- **Records supplied**:
use crate::error::{FactoryError, Result};
use async_trait::async_trait;
use std::path::{Path, PathBuf};
use tokio::io::AsyncWriteExt;
use tracing::info;

#[cfg_attr(test, mockall::automock)]
#[async_trait]
pub trait FileSaver: Send + Sync {
    /// 以 `file_name` 保存下载内容
    async fn save(&self, file_name: &str, bytes: Vec<u8>) -> Result<()>;
}

#[cfg_attr(test, mockall::automock)]
#[async_trait]
pub trait Clipboard: Send + Sync {
    async fn copy(&self, text: &str) -> Result<()>;
}

/// 保存到本地目录
#[derive(Debug, Clone)]
pub struct DirectorySaver {
    dir: PathBuf,
}

impl DirectorySaver {
    pub fn new(dir: impl Into<PathBuf>) -> Self {
        Self { dir: dir.into() }
    }
}

#[async_trait]
impl FileSaver for DirectorySaver {
    async fn save(&self, file_name: &str, bytes: Vec<u8>) -> Result<()> {
        let name = Path::new(file_name)
            .file_name()
            .ok_or_else(|| FactoryError::Host(format!("invalid file name: {}", file_name)))?;
        tokio::fs::create_dir_all(&self.dir).await?;

        let path = self.dir.join(name);
        tokio::fs::write(&path, bytes).await?;
        info!("Saved {}", path.display());
        Ok(())
    }
}

/// 把复制的文本输出到标准输出，每条一行
#[derive(Debug, Clone, Copy, Default)]
pub struct StdoutClipboard;

#[async_trait]
impl Clipboard for StdoutClipboard {
    async fn copy(&self, text: &str) -> Result<()> {
        let mut stdout = tokio::io::stdout();
        stdout.write_all(text.as_bytes()).await?;
        stdout.write_all(b"\n").await?;
        stdout.flush().await?;
        Ok(())
    }
}

#[cfg(test)]
mod tests {
    use super::*;

    #[tokio::test]
    async fn saves_into_directory() {
        let dir = tempfile::tempdir().unwrap();
        let saver = DirectorySaver::new(dir.path().join("downloads"));

        saver.save("Line_1.zip", b"PK".to_vec()).await.unwrap();

        let written = tokio::fs::read(dir.path().join("downloads/Line_1.zip")).await.unwrap();
        assert_eq!(written, b"PK");
    }

    #[tokio::test]
    async fn strips_directory_components_from_name() {
        let dir = tempfile::tempdir().unwrap();
        let saver = DirectorySaver::new(dir.path());

        saver.save("../escape.zip", vec![1]).await.unwrap();
        assert!(dir.path().join("escape.zip").exists());
    }

    #[tokio::test]
    async fn rejects_empty_name() {
        let dir = tempfile::tempdir().unwrap();
        let saver = DirectorySaver::new(dir.path());
        assert!(saver.save("..", vec![1]).await.is_err());
    }
}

- **Required work**: Output nothing but the lines from the one containing "async fn strips_directory_components_from_name()" to the end of the listing, both of those included, exactly as given.

- **Task result**:
    async fn strips_directory_components_from_name() {
        let dir = tempfile::tempdir().unwrap();
        let saver = DirectorySaver::new(dir.path());

        saver.save("../escape.zip", vec![1]).await.unwrap();
        assert!(dir.path().join("escape.zip").exists());
    }

    #[tokio::test]
    async fn rejects_empty_name() {
        let dir = tempfile::tempdir().unwrap();
        let saver = DirectorySaver::new(dir.path());
        assert!(saver.save("..", vec![1]).await.is_err());
    }
}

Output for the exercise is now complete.